Main Discrepancies between Predicted and Observed Growth Responses with iGRO in Children Treated with GHr in Spain

Cristina Mora Palma, Nerea Itza Martín, Julio Guerrero Fernández, Luis Salamanca Fresno, Ana Coral Barreda Bonis & Isabel González Casado

Hospital Universitario La Paz, Madrid, Spain

Introduction: Growth prediction algorithms (i.e. iGRO), provide an estimate of a patients’ likely growth in the first year, and subsequent years, of GH treatment at a given dose, taking into account the patient’s combination of physical characteristics. Comparing a patient’s actual growth with their predicted growth after the first year of GH treatment, it is possible to determine whether the patient is responding to GH as expected (Index of responsiveness; IoR) and hence any appropriate action may be taken.

Objective: The aim of this study is to analyze the frequency and type of discrepancies between predicted and observed growth responses with IGRO in children treated with GH in Spain during the first year of treatment.

Methods: Cross-sectional descriptive study including prepubertal patients (children with growth hormone deficiency (GHD), Turner Syndrome or Small for gestational age (SGA) patients) who started GH treatment between 2011 and 2016 and received the treatment during 12 months. Eighty patients data were analyzed.

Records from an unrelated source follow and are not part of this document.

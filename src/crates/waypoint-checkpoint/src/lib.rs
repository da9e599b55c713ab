//! # waypoint-checkpoint - Durable state for suspendable graphs
//!
//! Checkpoint data structures and the [`CheckpointSaver`] persistence trait
//! used by `waypoint-core` to pause a graph run, hand control to a human and
//! continue later from exactly where it stopped.
//!
//! ## Overview
//!
//! A [`Checkpoint`] is an immutable snapshot taken after every execution
//! step. It records:
//!
//! - **values** - the full state as a JSON object
//! - **next** - the nodes that still have to run (empty once finished)
//! - **interrupts** - suspension requests waiting for a resume value
//!
//! Checkpoints are grouped into threads by [`CheckpointConfig::thread_id`].
//! Each thread is an independent conversation; nothing is shared between
//! threads.
//!
//! Data that arrives after a checkpoint was saved, such as a resume value or
//! the output of a node that completed while a sibling was suspended, is
//! attached as a [`PendingWrite`] through [`CheckpointSaver::put_writes`].
//!
//! ## Backends
//!
//! | Saver | Durability | Feature |
//! |-------|------------|---------|
//! | [`InMemoryCheckpointSaver`] | process lifetime | always |
//! | [`SqliteCheckpointSaver`] | on disk | `sqlite` (default) |
//!
//! ## Quick Start
//!
//! ```rust,no_run
//! use waypoint_checkpoint::{
//!     Checkpoint, CheckpointConfig, CheckpointMetadata, CheckpointSaver,
//!     CheckpointSource, InMemoryCheckpointSaver,
//! };
//! use serde_json::json;
//!
//! #[tokio::main]
//! async fn main() -> Result<(), Box<dyn std::error::Error>> {
//!     let saver = InMemoryCheckpointSaver::new();
//!     let config = CheckpointConfig::for_thread("thread-123");
//!
//!     let checkpoint = Checkpoint::new(json!({"messages": []}), vec!["assistant".into()]);
//!     let metadata = CheckpointMetadata::new()
//!         .with_source(CheckpointSource::Input)
//!         .with_step(-1);
//!
//!     let saved = saver.put(&config, checkpoint, metadata).await?;
//!     let tuple = saver.get_tuple(&saved).await?.expect("just saved");
//!     assert_eq!(tuple.checkpoint.next, vec!["assistant"]);
//!     Ok(())
//! }
//! ```

pub mod checkpoint;
pub mod error;
pub mod memory;
pub mod serializer;
#[cfg(feature = "sqlite")]
pub mod sqlite;
pub mod traits;

pub use checkpoint::{
    Checkpoint, CheckpointConfig, CheckpointId, CheckpointMetadata, CheckpointSource,
    CheckpointTuple, PendingInterrupt, PendingWrite,
};
pub use error::{CheckpointError, Result};
pub use memory::InMemoryCheckpointSaver;
pub use serializer::{JsonSerializer, SerializerProtocol};
#[cfg(feature = "sqlite")]
pub use sqlite::SqliteCheckpointSaver;
pub use traits::{CheckpointSaver, CheckpointStream};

Results: 80 patients have been included in the study. 59.2% were SGA, 32% had GHD and 8.6% had Turner Syndrome. 86.5% of patients had an IoR above −1.28 SDS (ranging between −1.25 to 3.81 SDS), reason why they were considered good responders at standard doses of GH. The eleven patients who did not respond (IoR range between −4.00 and −1.35 SDS) were all compliant except one (less than a dose missed per week). Nine had other concomitant pathologies (CNS tumor in full remission, a midline malformation, Steinert’s dystrophy, two patients had malnutrition and three patients had pituitary hypoplasia associated to other pituitary deficits). The suboptimal response of the remainder patient could be related to the administration of an infraterapeutical dose.

Conclusions: Variations in responsiveness to GH may be influenced by multiple factors such as inappropriate diagnosis, the presence of other systemic disorders, and lack of compliance with treatment or impaired sensitivity to GH. The discrepancies between predicted height by iGRO and observed growth after a year of GH treatment were low in our series.